Obra de Tennessee Williams será revista em nova biografia
Grupo paulistano Tapa retomou dramaturgo
Como bem recorda o prefácio de John Bak para sua biografia Tennessee Williams, A Literary Life, o dramaturgo norte-americano declarou repetidas vezes durante sua carreira: quem quisesse saber mais sobre sua vida deveria, antes, ler suas peças. Não é uma frase gratuita, principalmente porque muitas das histórias criadas por Williams surgiram de suas memórias, com traços autobiográficos – especialmente nos aspectos emocionais. Na entrevista que deu à revista “The Paris Review” em 1981, por exemplo, Williams relata que a criação de Blanche, a protagonista de “Um Bonde Chamado Desejo”, está intimamente ligada à figura de sua irmã mais velha, Rose, que foi diagnosticada como esquizofrênica e passou boa parte de sua vida internada em um manicômio.
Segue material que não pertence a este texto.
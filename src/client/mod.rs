//! Dynamic query client
//!
//! Discovers the API's endpoints from its swagger document, lets callers
//! chain filtered selections across endpoints, and fetches them as one wide
//! table:
//!
//! ```no_run
//! # use std::sync::Arc;
//! # use cmdc_ingest::client::{Client, Filters};
//! # async fn run(http: Arc<dyn cmdc_ingest::source::HttpTransport>) -> Result<(), cmdc_ingest::client::ClientError> {
//! let mut client = Client::connect(http, "https://api.covid.valorum.ai").await?;
//! client
//!     .select("economics", Filters::new().with("fips", 12))?
//!     .select("demographics", Filters::new())?;
//! let table = client.fetch().await?;
//! # Ok(())
//! # }
//! ```

use serde_json::Value;
use std::fmt;
use std::sync::Arc;
use tokio::task::JoinSet;
use tracing::{debug, info};

use crate::models::{Frame, Record};
use crate::source::{FetchError, HttpTransport};

pub mod request;
pub mod reshape;
pub mod schema;

pub use request::{FilterSet, Filters, PlannedRequest};
pub use schema::{Endpoint, EndpointSchema, FilterSpec};

/// Error type for the query client
#[derive(Debug, thiserror::Error)]
pub enum ClientError {
    /// Two endpoints set different values for the same shared filter
    #[error(
        "Found conflicting values for common filter {filter}: {first} ({first_endpoint}) and {second} ({second_endpoint})"
    )]
    ConflictingFilter {
        filter: String,
        first: Value,
        first_endpoint: String,
        second: Value,
        second_endpoint: String,
    },

    #[error("{endpoint} endpoint given filter {filter}. Valid filters are {}", .valid.join(", "))]
    UnknownFilter {
        endpoint: String,
        filter: String,
        valid: Vec<String>,
    },

    #[error("Unknown endpoint {name}. Known endpoints are {}", .known.join(", "))]
    UnknownEndpoint { name: String, known: Vec<String> },

    #[error("Invalid API schema: {0}")]
    InvalidSchema(String),

    #[error("No endpoints selected")]
    EmptyRequest,

    #[error("Could not reshape {endpoint} response: {message}")]
    Reshape { endpoint: String, message: String },

    /// A request task panicked or was cancelled
    #[error("Request task failed: {0}")]
    Task(String),

    #[error(transparent)]
    Fetch(#[from] FetchError),
}

/// Query client bound to one API
pub struct Client {
    http: Arc<dyn HttpTransport>,
    base_url: String,
    schema: EndpointSchema,
    pending: FilterSet,
}

impl Client {
    /// Fetch `<base_url>/swagger.json` and build the endpoint registry
    pub async fn connect(
        http: Arc<dyn HttpTransport>,
        base_url: impl Into<String>,
    ) -> Result<Self, ClientError> {
        let base_url = base_url.into().trim_end_matches('/').to_string();
        let doc = http.get_json(&format!("{}/swagger.json", base_url), &[]).await?;
        let schema = EndpointSchema::parse(&doc)?;
        info!("Discovered {} endpoints at {}", schema.len(), base_url);
        Ok(Self::with_schema(http, base_url, schema))
    }

    /// Build a client from an already parsed schema
    pub fn with_schema(
        http: Arc<dyn HttpTransport>,
        base_url: impl Into<String>,
        schema: EndpointSchema,
    ) -> Self {
        Self {
            http,
            base_url: base_url.into().trim_end_matches('/').to_string(),
            schema,
            pending: FilterSet::new(),
        }
    }

    pub fn schema(&self) -> &EndpointSchema {
        &self.schema
    }

    /// The selections recorded since the last fetch
    pub fn pending(&self) -> &FilterSet {
        &self.pending
    }

    /// Look up an endpoint by name
    pub fn endpoint(&self, name: &str) -> Result<&Endpoint, ClientError> {
        self.schema.get(name).ok_or_else(|| ClientError::UnknownEndpoint {
            name: name.to_string(),
            known: self.schema.names(),
        })
    }

    /// Select an endpoint with filters
    ///
    /// Every filter name must be declared by the endpoint; on error nothing
    /// is recorded. Selecting the same endpoint again replaces its filters.
    pub fn select(&mut self, name: &str, filters: Filters) -> Result<&mut Self, ClientError> {
        let endpoint = self.endpoint(name)?;
        if let Some((bad, _)) = filters.iter().find(|(f, _)| !endpoint.accepts(f)) {
            return Err(ClientError::UnknownFilter {
                endpoint: name.to_string(),
                filter: bad.clone(),
                valid: endpoint.filter_names(),
            });
        }

        debug!("Selected {} with {}", name, filters);
        self.pending.insert(name, filters);
        Ok(self)
    }

    /// Run every pending selection and return one wide table
    ///
    /// The pending selections are cleared whether or not the fetch succeeds.
    /// An endpoint with no matching rows makes the result empty. Filter
    /// conflicts are reported before any request is sent; the first failing
    /// request aborts the rest.
    pub async fn fetch(&mut self) -> Result<Frame, ClientError> {
        let pending = std::mem::take(&mut self.pending);
        if pending.is_empty() {
            return Err(ClientError::EmptyRequest);
        }

        let planned = request::plan_requests(&self.base_url, &self.schema, &pending)?;
        let responses = self.execute(planned).await?;

        if let Some((endpoint, _)) = responses.iter().find(|(_, records)| records.is_empty()) {
            info!("{} returned no rows; the joined result is empty", endpoint);
            return Ok(Frame::new(Vec::new()));
        }

        let mut wide_frames = Vec::with_capacity(responses.len());
        for (endpoint, records) in responses {
            let fallback = self
                .schema
                .get(&endpoint)
                .map(|e| e.filter_names())
                .unwrap_or_default();
            let long = Frame::from_records(&records);
            let wide = reshape::long_to_wide(long, &endpoint, &fallback)?;
            wide_frames.push((endpoint, wide));
        }

        let mut frames = wide_frames.into_iter();
        let Some((_, mut combined)) = frames.next() else {
            return Err(ClientError::EmptyRequest);
        };
        for (endpoint, frame) in frames {
            combined = reshape::inner_join(&combined, &frame, &endpoint)?;
        }

        info!(
            "Fetched {} rows x {} columns from {} endpoints",
            combined.len(),
            combined.columns().len(),
            pending.len()
        );
        Ok(combined)
    }

    /// Send all requests concurrently; results come back in endpoint order
    async fn execute(
        &self,
        planned: Vec<PlannedRequest>,
    ) -> Result<Vec<(String, Vec<Record>)>, ClientError> {
        let order: Vec<String> = planned.iter().map(|p| p.endpoint.clone()).collect();
        let mut tasks = JoinSet::new();

        for PlannedRequest { endpoint, url } in planned {
            let http = Arc::clone(&self.http);
            tasks.spawn(async move {
                debug!("GET {}", url);
                let body = http.get_json(&url, &[]).await;
                (endpoint, url, body)
            });
        }

        let mut results: Vec<(String, Vec<Record>)> = Vec::with_capacity(order.len());
        while let Some(joined) = tasks.join_next().await {
            let (endpoint, url, body) = joined.map_err(|e| ClientError::Task(e.to_string()))?;
            let records = records_from(&url, body?)?;
            results.push((endpoint, records));
        }

        results.sort_by_key(|(endpoint, _)| order.iter().position(|o| o == endpoint));
        Ok(results)
    }
}

fn records_from(url: &str, body: Value) -> Result<Vec<Record>, FetchError> {
    let decode = |message: String| FetchError::Decode {
        url: url.to_string(),
        message,
    };
    match body {
        Value::Array(items) => items
            .into_iter()
            .map(|item| match item {
                Value::Object(record) => Ok(record),
                other => Err(decode(format!("expected a record, found {}", other))),
            })
            .collect(),
        other => Err(decode(format!("expected an array of records, found {}", other))),
    }
}

impl fmt::Display for Client {
    fn fmt(&self, f: &mut fmt::Formatter<'_>) -> fmt::Result {
        write!(f, "CMDC Client")?;
        if !self.pending.is_empty() {
            write!(f, ". Current request:\n  -{}", self.pending)?;
        }
        Ok(())
    }
}
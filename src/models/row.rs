//! Canonical long-format rows
//!
//! Every adapter produces rows of the same shape: one observation of one
//! variable, for one location, on one date, as retrieved on one vintage date.
//! The tuple (`vintage`, `dt`, location, `variable_name`) is the natural key.

use chrono::NaiveDate;
use serde::{Deserialize, Serialize};
use std::fmt;

/// Where an observation applies
///
/// Sources either publish numeric FIPS codes directly, or only a county name
/// that the warehouse resolves against its FIPS lookup table at merge time.
#[derive(Debug, Clone, PartialEq, Eq, Hash, PartialOrd, Ord, Serialize, Deserialize)]
#[serde(rename_all = "lowercase")]
pub enum Location {
    /// State or county FIPS code (e.g. 24 for Maryland, 24031 for Montgomery County)
    Fips(u32),
    /// Free-text county name, resolved later
    County(String),
}

impl Location {
    /// Column name this location is stored under in the export shape
    pub fn column_name(&self) -> &'static str {
        match self {
            Location::Fips(_) => "fips",
            Location::County(_) => "county",
        }
    }
}

impl fmt::Display for Location {
    fn fmt(&self, f: &mut fmt::Formatter<'_>) -> fmt::Result {
        match self {
            Location::Fips(fips) => write!(f, "{}", fips),
            Location::County(name) => write!(f, "{}", name),
        }
    }
}

/// One observation in canonical long format
#[derive(Debug, Clone, PartialEq, Serialize, Deserialize)]
pub struct CanonicalRow {
    /// Date the value was retrieved
    pub vintage: NaiveDate,
    /// Date the value describes
    pub dt: NaiveDate,
    /// FIPS code or county name
    pub location: Location,
    /// Name of the measured quantity (e.g. `cases_total`)
    pub variable_name: String,
    /// Observed value
    pub value: f64,
}

impl CanonicalRow {
    /// Create a new row
    pub fn new(
        vintage: NaiveDate,
        dt: NaiveDate,
        location: Location,
        variable_name: impl Into<String>,
        value: f64,
    ) -> Self {
        Self {
            vintage,
            dt,
            location,
            variable_name: variable_name.into(),
            value,
        }
    }

    /// Natural key of the row
    pub fn key(&self) -> (NaiveDate, NaiveDate, &Location, &str) {
        (self.vintage, self.dt, &self.location, &self.variable_name)
    }
}

/// Today's date in UTC, used as the vintage of a fresh pull
pub fn today() -> NaiveDate {
    chrono::Utc::now().date_naive()
}

/// Convert an Esri epoch-milliseconds timestamp to a calendar date (UTC)
pub fn esri_timestamp_to_date(millis: i64) -> Option<NaiveDate> {
    chrono::DateTime::from_timestamp_millis(millis).map(|ts| ts.date_naive())
}
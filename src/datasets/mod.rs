//! Dataset adapters
//!
//! An adapter pulls from exactly one external source and returns canonical
//! long rows; it never writes. Persistence goes through [`persist`], which
//! hands the rows to the upsert engine under the adapter's [`PersistTarget`].
//!
//! Adapters come in two capabilities: [`LatestSource`] for sources that only
//! publish their current state, and [`DatedSource`] for sources addressed by
//! date. [`DatasetAdapter`] wraps either so a scheduler can run them alike.

use async_trait::async_trait;
use chrono::NaiveDate;
use serde::Serialize;
use std::fmt;
use std::time::Instant;
use tracing::info;

use crate::config::IngestConfig;
use crate::database::{DatabaseBackend, DatabaseError, PersistTarget, UpsertEngine, WarehouseNames};
use crate::models::{CanonicalRow, today};
use crate::source::{FetchError, HttpTransport};

pub mod ctp;
pub mod jhu;
pub mod nytimes;
pub mod official;

pub use ctp::CovidTrackingProject;
pub use jhu::JhuDailyReportsUs;
pub use nytimes::NyTimesState;
pub use official::{Delaware, Wisconsin};

/// Error type for adapter runs
#[derive(Debug, thiserror::Error)]
pub enum DatasetError {
    #[error(transparent)]
    Fetch(#[from] FetchError),

    /// Source data did not have the expected shape
    #[error("Could not parse {dataset} data: {message}")]
    Parse { dataset: String, message: String },

    #[error(transparent)]
    Database(#[from] DatabaseError),
}

impl DatasetError {
    pub(crate) fn parse(dataset: &str, message: impl Into<String>) -> Self {
        DatasetError::Parse {
            dataset: dataset.to_string(),
            message: message.into(),
        }
    }
}

pub type DatasetResult<T> = Result<T, DatasetError>;

/// What every adapter declares about itself
pub trait Dataset: Send + Sync {
    /// Short unique name
    fn name(&self) -> &str;

    /// Where and how its rows are persisted
    fn target(&self) -> &PersistTarget;

    /// URLs the adapter reads from
    fn sources(&self) -> Vec<String>;
}

/// A source that only publishes its current state
#[async_trait]
pub trait LatestSource: Dataset {
    async fn fetch(&self, http: &dyn HttpTransport) -> DatasetResult<Vec<CanonicalRow>>;
}

/// A source addressed by date
#[async_trait]
pub trait DatedSource: Dataset {
    async fn fetch_for(
        &self,
        http: &dyn HttpTransport,
        date: NaiveDate,
    ) -> DatasetResult<Vec<CanonicalRow>>;

    /// Map the requested date to the date the source publishes under
    fn transform_date(&self, date: NaiveDate) -> NaiveDate {
        date
    }

    /// Reason to skip `date` without fetching, if any
    fn quit_early(&self, _date: NaiveDate) -> Option<String> {
        None
    }
}

/// Summary of one adapter run
#[derive(Debug, Clone, PartialEq, Serialize)]
pub struct IngestResult {
    pub dataset: String,
    pub rows_fetched: usize,
    pub rows_written: u64,
    /// Set when a dated adapter declined the requested date
    pub skipped: Option<String>,
    pub duration_ms: u64,
}

impl fmt::Display for IngestResult {
    fn fmt(&self, f: &mut fmt::Formatter<'_>) -> fmt::Result {
        match &self.skipped {
            Some(reason) => write!(f, "{}: skipped ({})", self.dataset, reason),
            None => write!(
                f,
                "{}: fetched {} rows, wrote {} in {} ms",
                self.dataset, self.rows_fetched, self.rows_written, self.duration_ms
            ),
        }
    }
}

/// Persist rows under `target`
pub async fn persist(
    target: &PersistTarget,
    rows: &[CanonicalRow],
    backend: &dyn DatabaseBackend,
    names: &WarehouseNames,
) -> DatasetResult<u64> {
    let engine = UpsertEngine::new(backend, names.clone());
    Ok(engine.persist(rows, target).await?)
}

/// An adapter of either capability
pub enum DatasetAdapter {
    Latest(Box<dyn LatestSource>),
    Dated(Box<dyn DatedSource>),
}

impl DatasetAdapter {
    pub fn name(&self) -> &str {
        match self {
            DatasetAdapter::Latest(source) => source.name(),
            DatasetAdapter::Dated(source) => source.name(),
        }
    }

    pub fn target(&self) -> &PersistTarget {
        match self {
            DatasetAdapter::Latest(source) => source.target(),
            DatasetAdapter::Dated(source) => source.target(),
        }
    }

    pub fn sources(&self) -> Vec<String> {
        match self {
            DatasetAdapter::Latest(source) => source.sources(),
            DatasetAdapter::Dated(source) => source.sources(),
        }
    }

    pub fn needs_date(&self) -> bool {
        matches!(self, DatasetAdapter::Dated(_))
    }

    /// Fetch without persisting
    ///
    /// Dated adapters use `date`, or today when none is given. Returns
    /// `Ok(Err(reason))` when a dated adapter declines the date.
    pub async fn fetch(
        &self,
        http: &dyn HttpTransport,
        date: Option<NaiveDate>,
    ) -> DatasetResult<Result<Vec<CanonicalRow>, String>> {
        match self {
            DatasetAdapter::Latest(source) => Ok(Ok(source.fetch(http).await?)),
            DatasetAdapter::Dated(source) => {
                let date = source.transform_date(date.unwrap_or_else(today));
                if let Some(reason) = source.quit_early(date) {
                    return Ok(Err(reason));
                }
                Ok(Ok(source.fetch_for(http, date).await?))
            }
        }
    }

    /// Fetch then persist
    pub async fn run(
        &self,
        http: &dyn HttpTransport,
        backend: &dyn DatabaseBackend,
        names: &WarehouseNames,
        date: Option<NaiveDate>,
    ) -> DatasetResult<IngestResult> {
        let start = Instant::now();
        let mut result = IngestResult {
            dataset: self.name().to_string(),
            rows_fetched: 0,
            rows_written: 0,
            skipped: None,
            duration_ms: 0,
        };

        match self.fetch(http, date).await? {
            Ok(rows) => {
                result.rows_fetched = rows.len();
                result.rows_written = persist(self.target(), &rows, backend, names).await?;
            }
            Err(reason) => result.skipped = Some(reason),
        }

        result.duration_ms = start.elapsed().as_millis() as u64;
        info!("{}", result);
        Ok(result)
    }
}

/// Every shipped adapter, configured from `config`
pub fn registry(config: &IngestConfig) -> Vec<DatasetAdapter> {
    vec![
        DatasetAdapter::Latest(Box::new(CovidTrackingProject::new())),
        DatasetAdapter::Latest(Box::new(NyTimesState::new())),
        DatasetAdapter::Dated(Box::new(JhuDailyReportsUs::new())),
        DatasetAdapter::Latest(Box::new(Wisconsin::from_config(config))),
        DatasetAdapter::Latest(Box::new(Delaware::new())),
    ]
}

/// Parse a source date in one of the given formats
pub(crate) fn parse_date(text: &str, formats: &[&str]) -> Option<NaiveDate> {
    let text = text.trim();
    formats
        .iter()
        .find_map(|fmt| NaiveDate::parse_from_str(text, fmt).ok())
}

/// Parse a FIPS code published as a number or numeric text (`"36"`, `36.0`)
pub(crate) fn parse_fips(value: &serde_json::Value) -> Option<u32> {
    let n = match value {
        serde_json::Value::Number(n) => n.as_f64()?,
        serde_json::Value::String(s) => s.trim().parse::<f64>().ok()?,
        _ => return None,
    };
    (n >= 0.0 && n.fract() == 0.0 && n <= u32::MAX as f64).then_some(n as u32)
}

#[cfg(test)]
mod tests {
    use super::*;
    use serde_json::json;

    #[test]
    fn test_registry_names_are_unique() {
        let adapters = registry(&IngestConfig::default());
        let mut names: Vec<&str> = adapters.iter().map(|a| a.name()).collect();
        names.sort();
        names.dedup();
        assert_eq!(names.len(), adapters.len());
        assert!(adapters.iter().any(|a| a.needs_date()));
    }

    #[test]
    fn test_parse_fips() {
        assert_eq!(parse_fips(&json!("36")), Some(36));
        assert_eq!(parse_fips(&json!(36061.0)), Some(36061));
        assert_eq!(parse_fips(&json!("36.5")), None);
        assert_eq!(parse_fips(&json!(null)), None);
    }

    #[test]
    fn test_parse_date_formats() {
        let d = NaiveDate::from_ymd_opt(2020, 7, 6).unwrap();
        assert_eq!(parse_date("20200706", &["%Y-%m-%d", "%Y%m%d"]), Some(d));
        assert_eq!(parse_date(" 2020-07-06 ", &["%Y-%m-%d"]), Some(d));
        assert_eq!(parse_date("07/06/2020", &["%Y-%m-%d"]), None);
    }

    #[test]
    fn test_ingest_result_display() {
        let result = IngestResult {
            dataset: "jhu_daily_reports_us".to_string(),
            rows_fetched: 0,
            rows_written: 0,
            skipped: Some("no report".to_string()),
            duration_ms: 1,
        };
        assert_eq!(result.to_string(), "jhu_daily_reports_us: skipped (no report)");
    }
}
É sob esta ótica que o crítico de teatro da revista “The New Yorker”, John Lahr, concebe agora sua nova biografia, a mais esperada obra sobre Tennessee Williams dos últimos dez anos, a ser publicada nos EUA pela editora Norton no ano que vem. Tennessee Williams: Mad Pilgrimage of the Flesh começa na noite de estreia de “The Glass Menagerie” (1944), primeiro sucesso do autor, e vai até a sua morte.